Hi everyone. I wonder if you can help. I can't discuss this with close family and friends as they will get upset as they all think I am feeling better in myself after leaving an emotionally and sexually abusive partner five years ago. I am going through a diagnosis of high functioning autism and ADHD for my 7 year old. In the meantime there has been a string of exclusions and meltdowns that I have dealt with. This results in many meetings about my son. Up to now I have dealt with all of this myself as in the past when my ex is involved the meetings are derailed and before I moved county the CAMHS service threatened to discharge my son from the service because of my ex refusing to attend parenting sessions/ take my son to appointments when they (rarely) fell in his time with him. Other professionals were concerned about his controlling nature in meetings and basically it was a bloody nightmare. Hence, my decision to leave him out of the equation. I am now making really good progress with CAMHS and other healthcare professionals.

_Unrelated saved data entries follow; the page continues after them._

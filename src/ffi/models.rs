// Copyright 2024-2026 annotator-core Contributors
// SPDX-License-Identifier: Apache-2.0

//! Model lifecycle and annotation exports.

use std::ffi::{c_char, CStr};
use std::sync::{Arc, OnceLock};
use std::time::Instant;

use super::buffer::{input_slice, ByteBuffer};
use super::error::{call_with_result, ErrorCode, ExternError};
use crate::engine::{self, AnnotationModel, AnnotatorError};
use crate::models::{HandleRegistry, ModelHandle};
use crate::scheduler::thread_widths;
use crate::sentences::Sentences;
use crate::telemetry::{init_from_env, metrics, CallSpan, SpanExt};

static ANNOTATORS: OnceLock<HandleRegistry<dyn AnnotationModel>> = OnceLock::new();

/// The process-wide registry behind every exported handle.
pub fn annotators() -> &'static HandleRegistry<dyn AnnotationModel> {
    ANNOTATORS.get_or_init(HandleRegistry::new)
}

/// Register a model built in Rust, making it reachable through the C API.
pub fn register_annotator(model: Arc<dyn AnnotationModel>) -> ModelHandle {
    init_from_env();
    let name = model.name().to_string();
    let handle = annotators().insert(model);
    metrics::record_model_loaded(annotators().len());
    tracing::info!(handle = handle.id(), model = %name, "annotator registered");
    handle
}

unsafe fn path_arg<'a>(path: *const c_char) -> Result<&'a str, AnnotatorError> {
    if path.is_null() {
        return Err(AnnotatorError::NullPointer("config_path"));
    }
    CStr::from_ptr(path)
        .to_str()
        .map_err(|_| AnnotatorError::InvalidInput("invalid UTF-8 in config_path".to_string()))
}

/// Load the annotator described by the TOML configuration at `config_path`.
///
/// Returns a handle, or 0 with `err` filled in.
///
/// # Safety
///
/// `config_path` must be null or a NUL-terminated string. `err` must be
/// null or point to a writable `ExternError`.
#[no_mangle]
pub unsafe extern "C" fn annotator_load(config_path: *const c_char, err: *mut ExternError) -> u64 {
    call_with_result(err, "annotator_load", || {
        init_from_env();
        let span = CallSpan::new("annotator_load", 0);
        let _enter = span.enter();

        let result = path_arg(config_path).and_then(engine::load_model);
        span.record_result(&result);
        let handle = annotators().insert(result?);
        span.record("handle", handle.id());
        metrics::record_model_loaded(annotators().len());
        tracing::info!(handle = handle.id(), "annotator loaded");
        Ok(handle.id())
    })
}

/// Release the annotator behind `handle`.
///
/// Annotate calls already running on the handle finish normally; the
/// model is dropped when the last of them returns.
///
/// # Safety
///
/// `err` must be null or point to a writable `ExternError`.
#[no_mangle]
pub unsafe extern "C" fn annotator_free(handle: u64, err: *mut ExternError) {
    call_with_result(err, "annotator_free", || {
        let span = CallSpan::new("annotator_free", handle);
        let _enter = span.enter();

        let result = annotators().remove(ModelHandle::new(handle));
        span.record_result(&result);
        let model = result?;
        tracing::info!(handle, model = model.name(), "annotator freed");
        metrics::record_model_freed(annotators().len());
        Ok(())
    })
}

/// Annotate a serialized batch of sentences.
///
/// The input is a `Sentences` protobuf message of `sentences_len` bytes.
/// Sentences are grouped into batches of `batch_size` (0: one batch)
/// after sorting by length; the output lists them in input order. The
/// returned buffer must be released with `annotator_free_bytebuffer`. On
/// failure an empty buffer is returned and `err` is filled in.
///
/// # Safety
///
/// `sentences_data` must be null or point to `sentences_len` readable
/// bytes. `err` must be null or point to a writable `ExternError`.
#[no_mangle]
pub unsafe extern "C" fn annotator_annotate(
    handle: u64,
    sentences_data: *const u8,
    sentences_len: i32,
    batch_size: usize,
    err: *mut ExternError,
) -> ByteBuffer {
    call_with_result(err, "annotator_annotate", || {
        let span = CallSpan::new("annotator_annotate", handle);
        let _enter = span.enter();

        let start = Instant::now();
        let result = annotate_serialized(handle, sentences_data, sentences_len, batch_size);
        let latency = start.elapsed();
        span.record_result(&result);
        span.record_latency(latency);

        match &result {
            Ok((_, n_sentences)) => {
                span.record("sentences", *n_sentences);
                metrics::record_annotate_success(*n_sentences, latency);
            }
            Err(e) => metrics::record_annotate_failure(ErrorCode::from(e).as_i32()),
        }

        result.map(|(bytes, _)| ByteBuffer::from_vec(bytes))
    })
}

unsafe fn annotate_serialized(
    handle: u64,
    data: *const u8,
    len: i32,
    batch_size: usize,
) -> Result<(Vec<u8>, usize), AnnotatorError> {
    // The registry lock is released here; a concurrent free only drops
    // the registry's reference.
    let model = annotators().resolve(ModelHandle::new(handle))?;

    let input = input_slice(data, len)?;
    let max_input_bytes = crate::config::current().max_input_bytes;
    if input.len() > max_input_bytes {
        return Err(AnnotatorError::InvalidInput(format!(
            "serialized sentences of {} bytes exceed the limit of {} bytes",
            input.len(),
            max_input_bytes
        )));
    }

    let sentences = Sentences::decode(input)?;
    let parallelism = thread_widths().begin_annotation();
    tracing::debug!(
        sentences = sentences.len(),
        batch_size,
        intra_op = parallelism.intra_op,
        inter_op = parallelism.inter_op,
        "annotating"
    );

    let annotated = engine::annotate(model.as_ref(), sentences.into_inner(), batch_size, parallelism)?;
    let n_sentences = annotated.len();
    Ok((Sentences(annotated).encode_to_vec(), n_sentences))
}

/// Number of live handles.
#[no_mangle]
pub extern "C" fn annotator_count() -> u64 {
    annotators().len() as u64
}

After my son has now been excluded again today I told my ex to take him as I really needed to work (as he pays nothing towards our son). Now he is feeling the pain of dealing with the exclusions he has decided to get in touch with the school and be present for the next review meeting.
My question is that am already feeling panicky about being in the same room as him for the meeting and I feel it could be derailed again and all my hard work to get things moving in the right direction will be thwarted. I used to have panic attacks and feel like I was going to pass out when I used to have to sit in the same room as him. When I have to be in the room with him I go from being articulate, confident and in control to staring like a dazed lemon unable to speak. I can't stop him from going and I would not want to not be there. I have had counselling previously but it wasn't massively helpful. I wondered if I should go to the GP and ask for help. Should I take an advocate to the meeting? I just feel bad dragging people into it, e.g family and friends as they obviously can't stand the sight of him and I don't want them to see me get in a state. My partner is very supportive but I know he hates the thought that 5 years on he is still getting in my head and making me feel this way.
Any help or advice would be gratefully received.